Goal of the exercise => Give again the lines of the data from its first line through the line with "let content = std::fs::read_to_string(path)". Change nothing.
╭─ Data
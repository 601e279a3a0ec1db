//! Domain inventory files.
//!
//! An inventory describes vendor-side domains in readable YAML and is turned
//! into [`MockVm`] fixtures for the mock SDK:
//!
//! ```yaml
//! domains:
//!   - name: web-01
//!     state: running
//!     env_id: 101
//!     disks:
//!       - { path: /vz/web-01.pvm/harddisk.hdd, bus: scsi }
//!     nets:
//!       - { kind: bridged, ifname: veth101, mac: "00:1c:42:00:01:01", network: Bridged }
//! ```

use std::path::Path;

use anyhow::{Context, Result};
use limiquantix_parallels::mock::{MockDisk, MockNet, MockSerial, MockVm};
use limiquantix_parallels::sdk::consts::*;
use serde::Deserialize;
use uuid::Uuid;

#[derive(Debug, Clone, Default, Deserialize)]
#[serde(default)]
pub struct Inventory {
    pub domains: Vec<DomainEntry>,
}

impl Inventory {
    pub fn load<P: AsRef<Path>>(path: P) -> Result<Self> {
        let path = path.as_ref();
        let content = std::fs::read_to_string(path)
            .with_context(|| format!("Failed to read inventory: {}", path.display()))?;
        Self::from_yaml(&content)
            .with_context(|| format!("Invalid inventory: {}", path.display()))
    }

    pub fn from_yaml(content: &str) -> Result<Self> {
        Ok(serde_yaml::from_str(content)?)
    }

    /// Build the mock fixtures, one per entry.
    pub fn to_mock_vms(&self) -> Vec<MockVm> {
        self.domains.iter().map(DomainEntry::to_mock).collect()
    }
}

#[derive(Debug, Clone, Copy, PartialEq, Eq, Default, Deserialize)]
#[serde(rename_all = "lowercase")]
pub enum DomainKind {
    #[default]
    Vm,
    Ct,
}

/// Vendor lifecycle state names.
#[derive(Debug, Clone, Copy, PartialEq, Eq, Default, Deserialize)]
#[serde(rename_all = "snake_case")]
pub enum VendorState {
    Unknown,
    #[default]
    Stopped,
    Starting,
    Restoring,
    Running,
    Paused,
    Suspending,
    Stopping,
    Compacting,
    Suspended,
    Snapshoting,
    Resetting,
    Pausing,
    Continuing,
    Migrating,
    DeletingState,
    Resuming,
    SuspendingSync,
    Reconnecting,
    Mounted,
    /// Raw vendor code, for exercising unknown states.
    Code(u32),
}

impl VendorState {
    pub fn code(self) -> u32 {
        match self {
            Self::Unknown => VMS_UNKNOWN,
            Self::Stopped => VMS_STOPPED,
            Self::Starting => VMS_STARTING,
            Self::Restoring => VMS_RESTORING,
            Self::Running => VMS_RUNNING,
            Self::Paused => VMS_PAUSED,
            Self::Suspending => VMS_SUSPENDING,
            Self::Stopping => VMS_STOPPING,
            Self::Compacting => VMS_COMPACTING,
            Self::Suspended => VMS_SUSPENDED,
            Self::Snapshoting => VMS_SNAPSHOTING,
            Self::Resetting => VMS_RESETTING,
            Self::Pausing => VMS_PAUSING,
            Self::Continuing => VMS_CONTINUING,
            Self::Migrating => VMS_MIGRATING,
            Self::DeletingState => VMS_DELETING_STATE,
            Self::Resuming => VMS_RESUMING,
            Self::SuspendingSync => VMS_SUSPENDING_SYNC,
            Self::Reconnecting => VMS_RECONNECTING,
            Self::Mounted => VMS_MOUNTED,
            Self::Code(code) => code,
        }
    }
}

#[derive(Debug, Clone, Copy, PartialEq, Eq, Default, Deserialize)]
#[serde(rename_all = "lowercase")]
pub enum VncMode {
    #[default]
    Disabled,
    Manual,
    Auto,
}

#[derive(Debug, Clone, Default, Deserialize)]
#[serde(default)]
pub struct VncEntry {
    pub mode: VncMode,
    pub port: u32,
    pub address: String,
}

/// One vendor domain. Unset fields take the mock's defaults.
#[derive(Debug, Clone, Default, Deserialize)]
#[serde(default)]
pub struct DomainEntry {
    pub name: String,
    pub uuid: Option<Uuid>,
    #[serde(rename = "type")]
    pub kind: DomainKind,
    pub state: VendorState,
    pub env_id: u32,
    pub memory_mib: Option<u32>,
    pub cpus: Option<u32>,
    pub cpu_mask: String,
    /// 32 or 64
    pub cpu_bits: Option<u32>,
    pub autostart: bool,
    pub video_ram_mib: Option<u32>,
    pub home: Option<String>,
    pub vnc: VncEntry,
    pub disks: Vec<DiskEntry>,
    pub nets: Vec<NetEntry>,
    pub serials: Vec<SerialEntry>,
}

impl DomainEntry {
    pub fn to_mock(&self) -> MockVm {
        let mut vm = match self.kind {
            DomainKind::Vm => MockVm::new(&self.name),
            DomainKind::Ct => MockVm::container(&self.name),
        };

        if let Some(uuid) = self.uuid {
            vm = vm.with_uuid(uuid);
        }
        vm = vm.with_state(self.state.code(), self.env_id);
        if let Some(mib) = self.memory_mib {
            vm = vm.with_memory(mib);
        }
        let cpus = self.cpus.unwrap_or(vm.cpu_count);
        vm = vm.with_cpus(cpus, &self.cpu_mask);
        match self.cpu_bits {
            Some(32) => vm = vm.with_cpu_mode(PCM_CPU_MODE_32),
            Some(64) | None => {}
            // Passed through so the adapter reports it.
            Some(other) => vm = vm.with_cpu_mode(other),
        }
        if self.autostart {
            vm = vm.with_autostart(PAO_VM_START_ON_LOAD);
        }
        if let Some(mib) = self.video_ram_mib {
            vm = vm.with_video_ram(mib);
        }
        if let Some(ref home) = self.home {
            vm = vm.with_home(home);
        }

        let vnc_mode = match self.vnc.mode {
            VncMode::Disabled => PRD_DISABLED,
            VncMode::Manual => PRD_MANUAL,
            VncMode::Auto => PRD_AUTO,
        };
        vm = vm.with_vnc(vnc_mode, self.vnc.port, &self.vnc.address);

        for (i, disk) in self.disks.iter().enumerate() {
            vm = vm.with_disk(disk.to_mock(i as u32));
        }
        for (i, net) in self.nets.iter().enumerate() {
            vm = vm.with_net(net.to_mock(i as u32));
        }
        for (i, serial) in self.serials.iter().enumerate() {
            vm = vm.with_serial(serial.to_mock(i as u32));
        }
        vm
    }
}

#[derive(Debug, Clone, Copy, PartialEq, Eq, Default, Deserialize)]
#[serde(rename_all = "lowercase")]
pub enum DiskKind {
    #[default]
    Image,
    Block,
}

#[derive(Debug, Clone, Copy, PartialEq, Eq, Default, Deserialize)]
#[serde(rename_all = "lowercase")]
pub enum Bus {
    Ide,
    #[default]
    Scsi,
    Sata,
}

#[derive(Debug, Clone, Default, Deserialize)]
#[serde(default)]
pub struct DiskEntry {
    pub path: String,
    pub kind: DiskKind,
    pub bus: Bus,
    /// Defaults to the disk's position in the list.
    pub stack_index: Option<u32>,
}

impl DiskEntry {
    fn to_mock(&self, index: u32) -> MockDisk {
        let bus = match self.bus {
            Bus::Ide => PMS_IDE_DEVICE,
            Bus::Scsi => PMS_SCSI_DEVICE,
            Bus::Sata => PMS_SATA_DEVICE,
        };
        let stack_index = self.stack_index.unwrap_or(index);
        match self.kind {
            DiskKind::Image => MockDisk::image(&self.path, bus, stack_index, index),
            DiskKind::Block => MockDisk::block(&self.path, bus, stack_index, index),
        }
    }
}

#[derive(Debug, Clone, Copy, PartialEq, Eq, Default, Deserialize)]
#[serde(rename_all = "lowercase")]
pub enum NetKind {
    #[default]
    Bridged,
    Routed,
    /// Container venet adapter
    Venet,
}

#[derive(Debug, Clone, Deserialize)]
#[serde(default)]
pub struct NetEntry {
    pub kind: NetKind,
    pub ifname: String,
    pub mac: String,
    pub network: String,
    pub connected: bool,
}

impl Default for NetEntry {
    fn default() -> Self {
        Self {
            kind: NetKind::default(),
            ifname: String::new(),
            mac: String::new(),
            network: String::new(),
            connected: true,
        }
    }
}

impl NetEntry {
    fn to_mock(&self, index: u32) -> MockNet {
        match self.kind {
            NetKind::Bridged => {
                MockNet::bridged(index, &self.ifname, &self.mac, &self.network, self.connected)
            }
            NetKind::Routed => MockNet::routed(index, &self.ifname, &self.mac),
            NetKind::Venet => MockNet::venet(&self.ifname),
        }
    }
}

#[derive(Debug, Clone, Copy, PartialEq, Eq, Default, Deserialize)]
#[serde(rename_all = "lowercase")]
pub enum SerialKind {
    #[default]
    File,
    Socket,
    Device,
}

#[derive(Debug, Clone, Default, Deserialize)]
#[serde(default)]
pub struct SerialEntry {
    pub kind: SerialKind,
    pub path: String,
}

impl SerialEntry {
    fn to_mock(&self, index: u32) -> MockSerial {
        let emulated = match self.kind {
            SerialKind::File => PDT_USE_OUTPUT_FILE,
            SerialKind::Socket => PDT_USE_SERIAL_PORT_SOCKET_MODE,
            SerialKind::Device => PDT_USE_REAL_DEVICE,
        };
        MockSerial::new(index, emulated, &self.path)
    }
}

#[cfg(test)]
mod tests {
    use super::*;

    #[test]
    fn test_minimal_entry_uses_mock_defaults() {
        let inventory = Inventory::from_yaml("domains:\n  - name: plain\n").unwrap();
        let vms = inventory.to_mock_vms();

        assert_eq!(vms.len(), 1);
        assert_eq!(vms[0].name, "plain");
        assert_eq!(vms[0].vm_type, PVT_VM);
        assert_eq!(vms[0].state, VMS_STOPPED);
        assert_eq!(vms[0].cpu_count, 2);
        assert_eq!(vms[0].vnc_mode, PRD_DISABLED);
    }

    #[test]
    fn test_raw_state_code() {
        let inventory = Inventory::from_yaml(
            "domains:\n  - name: odd\n    state: !code 805306623\n",
        )
        .unwrap();
        assert_eq!(inventory.to_mock_vms()[0].state, 0x3000_00ff);
    }

    #[test]
    fn test_devices_are_indexed_by_position() {
        let yaml = r#"
domains:
  - name: ct-101
    type: ct
    disks:
      - { path: /vz/private/101/root.hdd }
      - { path: /dev/sdd, kind: block, bus: sata, stack_index: 5 }
    nets:
      - { kind: venet, ifname: venet0 }
    serials:
      - { kind: socket, path: /tmp/ct-101.sock }
"#;
        let vm = &Inventory::from_yaml(yaml).unwrap().to_mock_vms()[0];

        assert_eq!(vm.vm_type, PVT_CT);
        assert_eq!(vm.disks[1].index, 1);
        assert_eq!(vm.disks[1].stack_index, 5);
        assert_eq!(vm.disks[1].emulated_type, PDT_USE_REAL_DEVICE);
        assert_eq!(vm.nets[0].index, ROUTED_ADAPTER_INDEX);
        assert_eq!(vm.serials[0].emulated_type, PDT_USE_SERIAL_PORT_SOCKET_MODE);
    }
}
╰─
Answer space =>
repository 601e279a3a0ec1db
//! Domain inventory files.
//!
//! An inventory describes vendor-side domains in readable YAML and is turned
//! into [`MockVm`] fixtures for the mock SDK:
//!
//! ```yaml
//! domains:
//!   - name: web-01
//!     state: running
//!     env_id: 101
//!     disks:
//!       - { path: /vz/web-01.pvm/harddisk.hdd, bus: scsi }
//!     nets:
//!       - { kind: bridged, ifname: veth101, mac: "00:1c:42:00:01:01", network: Bridged }
//! ```

use std::path::Path;

use anyhow::{Context, Result};
use limiquantix_parallels::mock::{MockDisk, MockNet, MockSerial, MockVm};
use limiquantix_parallels::sdk::consts::*;
use serde::Deserialize;
use uuid::Uuid;

#[derive(Debug, Clone, Default, Deserialize)]
#[serde(default)]
pub struct Inventory {
    pub domains: Vec<DomainEntry>,
}

impl Inventory {
    pub fn load<P: AsRef<Path>>(path: P) -> Result<Self> {
        let path = path.as_ref();
        let content = std::fs::read_to_string(path)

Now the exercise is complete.